* **How to complete this task**
Below are the records; restate word for word the lines from the first through the one containing "the model chose.", and only those.

* **Data for review**
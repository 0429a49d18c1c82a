//! Repair engine for single-call designs.
//!
//! Fills every missing required field with a fixed default. Fields the model did
//! provide are never overwritten, and keys this module does not know about are
//! carried through untouched. After repair the design is valid by construction.

use serde::{Deserialize, Serialize};
use serde_json::{json, Map, Value};
use tracing::debug;

use crate::generation::validator::ValidationError;

pub const DEFAULT_LAYOUT: &str = "vertical";
pub const DEFAULT_TONE: &str = "professional";
pub const DEFAULT_PURPOSE: &str = "content section";
pub const DEFAULT_IMAGE_INTENT: &str = "abstract";
pub const DEFAULT_COMPONENT_TYPE: &str = "Section";

/// A design exactly as the model returned it. Every field may be absent, and a
/// present field keeps whatever JSON type the model chose.
#[derive(Debug, Clone, Default, Deserialize)]
pub struct RawDesign {
    #[serde(default)]
    pub layout: Option<Value>,
    #[serde(default)]
    pub tone: Option<Value>,
    #[serde(default)]
    pub components: Option<Vec<RawComponent>>,
    #[serde(flatten)]
    pub extra: Map<String, Value>,
}

#[derive(Debug, Clone, Default, Deserialize)]
pub struct RawComponent {
    #[serde(default, rename = "type")]
    pub component_type: Option<Value>,
    #[serde(default)]
    pub purpose: Option<Value>,
    #[serde(default)]
    pub editable: Option<Value>,
    #[serde(default)]
    pub content: Option<Value>,
    #[serde(default, rename = "imageIntent")]
    pub image_intent: Option<Value>,
    #[serde(flatten)]
    pub extra: Map<String, Value>,
}

impl RawDesign {
    /// Fails only on shapes that cannot be repaired field by field: a non-object
    /// top level, a non-list `components`, or a component that is not an object.
    pub fn from_value(value: Value) -> Result<Self, ValidationError> {
        if !value.is_object() {
            return Err(ValidationError::NotAnObject("a non-object value"));
        }
        Ok(serde_json::from_value(value)?)
    }
}

#[derive(Debug, Clone, PartialEq, Serialize)]
pub struct Design {
    pub layout: Value,
    pub tone: Value,
    pub components: Vec<DesignComponent>,
    #[serde(flatten)]
    pub extra: Map<String, Value>,
}

#[derive(Debug, Clone, PartialEq, Serialize)]
pub struct DesignComponent {
    #[serde(rename = "type")]
    pub component_type: Value,
    pub purpose: Value,
    pub editable: Value,
    pub content: Value,
    #[serde(rename = "imageIntent")]
    pub image_intent: Value,
    #[serde(flatten)]
    pub extra: Map<String, Value>,
}

pub fn repair_design(raw: RawDesign) -> Design {
    let mut repaired = 0usize;

    let layout = fill(raw.layout, || DEFAULT_LAYOUT.into(), &mut repaired);
    let tone = fill(raw.tone, || DEFAULT_TONE.into(), &mut repaired);

    let components = match raw.components {
        Some(components) if !components.is_empty() => components
            .into_iter()
            .map(|c| repair_component(c, &mut repaired))
            .collect(),
        _ => {
            repaired += 1;
            vec![default_hero()]
        }
    };

    debug!("Repaired {repaired} missing field(s) in model design");

    Design {
        layout,
        tone,
        components,
        extra: raw.extra,
    }
}

fn repair_component(raw: RawComponent, repaired: &mut usize) -> DesignComponent {
    DesignComponent {
        component_type: fill(raw.component_type, || DEFAULT_COMPONENT_TYPE.into(), repaired),
        purpose: fill(raw.purpose, || DEFAULT_PURPOSE.into(), repaired),
        editable: fill(raw.editable, || Value::Bool(true), repaired),
        content: fill(raw.content, || Value::Object(Map::new()), repaired),
        image_intent: fill(raw.image_intent, || DEFAULT_IMAGE_INTENT.into(), repaired),
        extra: raw.extra,
    }
}

/// Keeps a present value untouched; `null` counts as missing.
fn fill(field: Option<Value>, default: impl FnOnce() -> Value, repaired: &mut usize) -> Value {
    match field {
        Some(value) if !value.is_null() => value,
        _ => {
            *repaired += 1;
            default()
        }
    }
}

/// Inserted when the model produced no components at all.
pub fn default_hero() -> DesignComponent {
    DesignComponent {
        component_type: "Hero".into(),
        purpose: "Initial positioning".into(),
        editable: Value::Bool(true),
        content: json!({
            "headline": "Build Better Digital Experiences",
            "subtext": "Designed with clarity and intent"
        }),
        image_intent: "abstract, modern".into(),
        extra: Map::new(),
    }
}

/// Context-free design returned when the model call fails or its output cannot be parsed.
pub fn emergency_default() -> Design {
    Design {
        layout: Value::String(DEFAULT_LAYOUT.to_string()),
        tone: DEFAULT_TONE.into(),
        components: vec![DesignComponent {
            component_type: "Hero".into(),
            purpose: "Default fallback".into(),
            editable: Value::Bool(true),
            content: json!({
                "headline": "Professional Digital Product",
                "subtext": "High-quality default experience"
            }),
            image_intent: "abstract, clean".into(),
            extra: Map::new(),
        }],
        extra: Map::new(),
    }
}

#[cfg(test)]
mod tests {
    use super::*;

    fn repair(value: Value) -> Design {
        repair_design(RawDesign::from_value(value).unwrap())
    }

    #[test]
    fn test_empty_components_get_default_hero_and_defaults() {
        let design = repair(json!({"components": []}));
        assert_eq!(design.layout, json!("vertical"));
        assert_eq!(design.tone, "professional");
        assert_eq!(design.components, vec![default_hero()]);
    }

    #[test]
    fn test_missing_everything_is_repaired() {
        let design = repair(json!({}));
        assert_eq!(design.layout, json!(DEFAULT_LAYOUT));
        assert_eq!(design.tone, DEFAULT_TONE);
        assert_eq!(design.components.len(), 1);
        assert_eq!(design.components[0].component_type, "Hero");
    }

    #[test]
    fn test_present_fields_are_never_overwritten() {
        let design = repair(json!({
            "layout": {"type": "grid", "columns": 3},
            "tone": "playful",
            "components": [{
                "type": "Pricing",
                "purpose": "Convert visitors",
                "editable": false,
                "content": {"plans": 3},
                "imageIntent": "none"
            }]
        }));
        assert_eq!(design.layout, json!({"type": "grid", "columns": 3}));
        assert_eq!(design.tone, "playful");
        let c = &design.components[0];
        assert_eq!(c.component_type, "Pricing");
        assert_eq!(c.purpose, "Convert visitors");
        assert_eq!(c.editable, false);
        assert_eq!(c.content, json!({"plans": 3}));
        assert_eq!(c.image_intent, "none");
    }

    #[test]
    fn test_partial_component_gets_each_default() {
        let design = repair(json!({"components": [{"type": "Gallery"}]}));
        let c = &design.components[0];
        assert_eq!(c.component_type, "Gallery");
        assert_eq!(c.editable, true);
        assert_eq!(c.image_intent, DEFAULT_IMAGE_INTENT);
        assert_eq!(c.content, json!({}));
        assert_eq!(c.purpose, DEFAULT_PURPOSE);
    }

    #[test]
    fn test_null_fields_are_treated_as_missing() {
        let design = repair(json!({
            "layout": null,
            "tone": null,
            "components": [{"type": null, "content": null, "editable": null}]
        }));
        assert_eq!(design.layout, json!(DEFAULT_LAYOUT));
        assert_eq!(design.tone, DEFAULT_TONE);
        let c = &design.components[0];
        assert_eq!(c.component_type, DEFAULT_COMPONENT_TYPE);
        assert_eq!(c.content, json!({}));
        assert_eq!(c.editable, true);
    }

    #[test]
    fn test_unknown_keys_survive_repair() {
        let design = repair(json!({
            "title": "Landing",
            "components": [{"type": "Hero", "cta": "Start"}]
        }));
        assert_eq!(design.extra.get("title"), Some(&json!("Landing")));
        assert_eq!(design.components[0].extra.get("cta"), Some(&json!("Start")));

        let value = serde_json::to_value(&design).unwrap();
        assert_eq!(value["title"], "Landing");
        assert_eq!(value["components"][0]["cta"], "Start");
        assert_eq!(value["components"][0]["imageIntent"], DEFAULT_IMAGE_INTENT);
    }

    #[test]
    fn test_component_order_is_preserved() {
        let design = repair(json!({"components": [{"type": "A"}, {"type": "B"}, {"type": "C"}]}));
        let types: Vec<_> = design.components.iter().map(|c| c.component_type.as_str().unwrap()).collect();
        assert_eq!(types, vec!["A", "B", "C"]);
    }

    #[test]
    fn test_unexpected_field_types_are_kept_as_given() {
        let design = repair(json!({
            "tone": {"voice": "warm"},
            "components": [{
                "type": "Gallery",
                "editable": "yes",
                "imageIntent": ["city", "night"]
            }]
        }));
        assert_eq!(design.tone, json!({"voice": "warm"}));
        let c = &design.components[0];
        assert_eq!(c.component_type, "Gallery");
        assert_eq!(c.editable, "yes");
        assert_eq!(c.image_intent, json!(["city", "night"]));
        assert_eq!(c.purpose, DEFAULT_PURPOSE);
    }

    #[test]
    fn test_structurally_broken_designs_are_unrepairable() {
        assert!(RawDesign::from_value(json!({"components": "hero"})).is_err());
        assert!(RawDesign::from_value(json!({"components": ["hero"]})).is_err());
        assert!(RawDesign::from_value(json!(["not", "an", "object"])).is_err());
    }

    #[test]
    fn test_emergency_default_is_complete() {
        let design = emergency_default();
        assert_eq!(design.layout, json!("vertical"));
        assert_eq!(design.components.len(), 1);
        assert_eq!(design.components[0].purpose, "Default fallback");
        assert!(design.components[0].content.is_object());
    }
}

* **Answer box**
repository 0429a49d18c1c82a
//! Repair engine for single-call designs.
//!
//! Fills every missing required field with a fixed default. Fields the model did
//! provide are never overwritten, and keys this module does not know about are
//! carried through untouched. After repair the design is valid by construction.

use serde::{Deserialize, Serialize};
use serde_json::{json, Map, Value};
use tracing::debug;

use crate::generation::validator::ValidationError;

pub const DEFAULT_LAYOUT: &str = "vertical";
pub const DEFAULT_TONE: &str = "professional";
pub const DEFAULT_PURPOSE: &str = "content section";
pub const DEFAULT_IMAGE_INTENT: &str = "abstract";
pub const DEFAULT_COMPONENT_TYPE: &str = "Section";

/// A design exactly as the model returned it. Every field may be absent, and a
/// present field keeps whatever JSON type the model chose.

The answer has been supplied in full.